Stored data
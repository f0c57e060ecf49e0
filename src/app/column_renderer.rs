use thiserror::Error;

use crate::app::config::FormatterConfig;
use crate::app::ports::{ConvertError, DatatypeConverter, RenderLog, SourceWriter, TableContext};
use crate::app::type_hint::{TypehintRegistry, native_type_to_display_type};
use crate::domain::{AnnotationAttributes, Column, NativeType};

#[derive(Debug, Clone, PartialEq, Eq, Error)]
pub enum RenderError {
    #[error(transparent)]
    Convert(#[from] ConvertError),
}

/// Collaborators shared by every column of one table.
#[derive(Clone, Copy)]
pub struct RenderContext<'a> {
    pub table: &'a dyn TableContext,
    pub converter: &'a dyn DatatypeConverter,
    pub config: &'a FormatterConfig,
    pub typehints: &'a TypehintRegistry,
    pub log: &'a dyn RenderLog,
}

/// Renders one column as a Doctrine annotated property with its accessors.
pub struct ColumnRenderer<'a> {
    column: &'a Column,
    ctx: RenderContext<'a>,
}

impl<'a> ColumnRenderer<'a> {
    pub fn new(column: &'a Column, ctx: RenderContext<'a>) -> Self {
        Self { column, ctx }
    }

    /// Doc block with ORM annotations, the property itself and a blank line.
    pub fn write_declaration<W: SourceWriter>(&self, writer: &mut W) -> Result<&Self, RenderError> {
        if self.column.is_ignored {
            return Ok(self);
        }

        let native = self.native_type()?;
        let table = self.ctx.table;
        let default_value = normalize_default_value(&native, self.column.default_value.as_deref());
        let column_annotation = table.annotation("Column", Some(&self.as_annotation()?));

        writer
            .write("/**")
            .write_all(self.column.comment_lines())
            .write_if(
                self.column.is_primary,
                &format!(" * {}", table.annotation("Id", None)),
            )
            .write(&format!(" * {}", column_annotation));

        if self.column.is_auto_increment {
            let strategy = AnnotationAttributes::new().with(
                "strategy",
                self.ctx.config.generated_value_strategy_name(),
            );
            writer.write(&format!(
                " * {}",
                table.annotation("GeneratedValue", Some(&strategy))
            ));
        }

        // Presence follows the stored default, the literal follows the normalized one.
        let initializer = match self.column.default_value {
            Some(_) => format!(" = {}", default_value),
            None => String::new(),
        };

        writer
            .write(" */")
            .write(&format!("protected ${}{};", self.column.name, initializer))
            .write("");

        Ok(self)
    }

    /// Setter (never for a column named `id`) and getter.
    pub fn write_accessors<W: SourceWriter>(&self, writer: &mut W) -> Result<&Self, RenderError> {
        if self.column.is_ignored {
            return Ok(self);
        }

        let name = &self.column.name;
        self.ctx.log.add_log(&format!(
            "  Writing setter/getter for column \"{}\"",
            name
        ));

        let native = self.native_type()?;
        let typehint = if self.ctx.config.property_typehint
            && self.ctx.typehints.is_known_class(&native)
        {
            format!("{} ", native)
        } else {
            String::new()
        };
        let beautified = self.column.beautified_name();

        writer.write("");

        if name != "id" {
            let default_null = if self.column.nullable { " = null" } else { "" };
            // Cast coerces silently; `(integer) "abc"` yields 0 rather than an error.
            let cast = if native.is_castable() {
                format!("({}) ", native)
            } else {
                String::new()
            };

            writer
                .write("/**")
                .write(&format!(" * Set the value of {}.", name))
                .write(" *")
                .write(&format!(" * @param {} ${}", native, name))
                .write(" *")
                .write(&format!(" * @return {}", self.ctx.table.namespace()))
                .write(" */")
                .write(&format!(
                    "public function set{}({}${}{})",
                    beautified, typehint, name, default_null
                ))
                .write("{")
                .indent()
                .write(&format!("$this->{} = {}${};", name, cast, name))
                .write("")
                .write("return $this;")
                .outdent()
                .write("}")
                .write("");
        }

        writer
            .write("/**")
            .write(&format!(" * Get the value of {}.", name))
            .write(" *")
            .write(&format!(" * @return {}", native))
            .write(" */")
            .write(&format!(
                "public function get{}(): {}",
                beautified,
                native_type_to_display_type(&native, self.column.nullable)
            ))
            .write("{")
            .indent()
            .write(&format!("return $this->{};", name))
            .outdent()
            .write("}");

        Ok(self)
    }

    /// Attributes of the `@Column` annotation, in emission order.
    pub fn as_annotation(&self) -> Result<AnnotationAttributes, RenderError> {
        let column = self.column;
        let mut attributes = AnnotationAttributes::new();

        let quoted = self.ctx.table.quote_identifier(&column.name);
        if quoted != column.name {
            attributes.insert("name", quoted);
        }

        let mapped = self.ctx.converter.mapped_type(column)?;
        attributes.insert("type", mapped.annotation_type());

        if let Some(length) = column.parameters.length() {
            attributes.insert("length", length);
        }
        if let Some((precision, scale)) = column.parameters.precision_scale() {
            attributes.insert("precision", precision);
            attributes.insert("scale", scale);
        }
        if column.nullable_required {
            attributes.insert("nullable", column.nullable);
        }
        if column.is_unsigned {
            attributes.insert(
                "options",
                AnnotationAttributes::new().with("unsigned", true),
            );
        }

        Ok(attributes)
    }

    fn native_type(&self) -> Result<NativeType, ConvertError> {
        let converter = self.ctx.converter;
        let mapped = converter.mapped_type(self.column)?;
        converter.native_type(&mapped)
    }
}

/// PHP literal for a stored default, shaped by the property's native type.
pub fn normalize_default_value(native: &NativeType, stored: Option<&str>) -> String {
    let value = stored.unwrap_or("");
    match native {
        NativeType::Boolean => {
            if is_truthy(stored) {
                "true".to_string()
            } else {
                "false".to_string()
            }
        }
        NativeType::Array => strip_single_quotes(value).to_string(),
        NativeType::Float if !value.contains('.') => format!("{}.0", value),
        _ => value.to_string(),
    }
}

// Workbench stores flags as text; only "" and "0" read as false.
fn is_truthy(value: Option<&str>) -> bool {
    !matches!(value, None | Some("") | Some("0"))
}

fn strip_single_quotes(value: &str) -> &str {
    if value.starts_with('\'') && value.ends_with('\'') {
        value.get(1..value.len() - 1).unwrap_or("")
    } else {
        value
    }
}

* [About this exercise] Reproduce the entries exactly, starting at their first line and stopping after the line with "pub typehints: &'a".

* [Answer below]
repository f0c57e060ecf49e0
filename src/app/column_renderer.rs
use thiserror::Error;

use crate::app::config::FormatterConfig;
use crate::app::ports::{ConvertError, DatatypeConverter, RenderLog, SourceWriter, TableContext};
use crate::app::type_hint::{TypehintRegistry, native_type_to_display_type};
use crate::domain::{AnnotationAttributes, Column, NativeType};

#[derive(Debug, Clone, PartialEq, Eq, Error)]
pub enum RenderError {
    #[error(transparent)]
    Convert(#[from] ConvertError),
}

/// Collaborators shared by every column of one table.
#[derive(Clone, Copy)]
pub struct RenderContext<'a> {
    pub table: &'a dyn TableContext,
    pub converter: &'a dyn DatatypeConverter,
    pub config: &'a FormatterConfig,
    pub typehints: &'a TypehintRegistry,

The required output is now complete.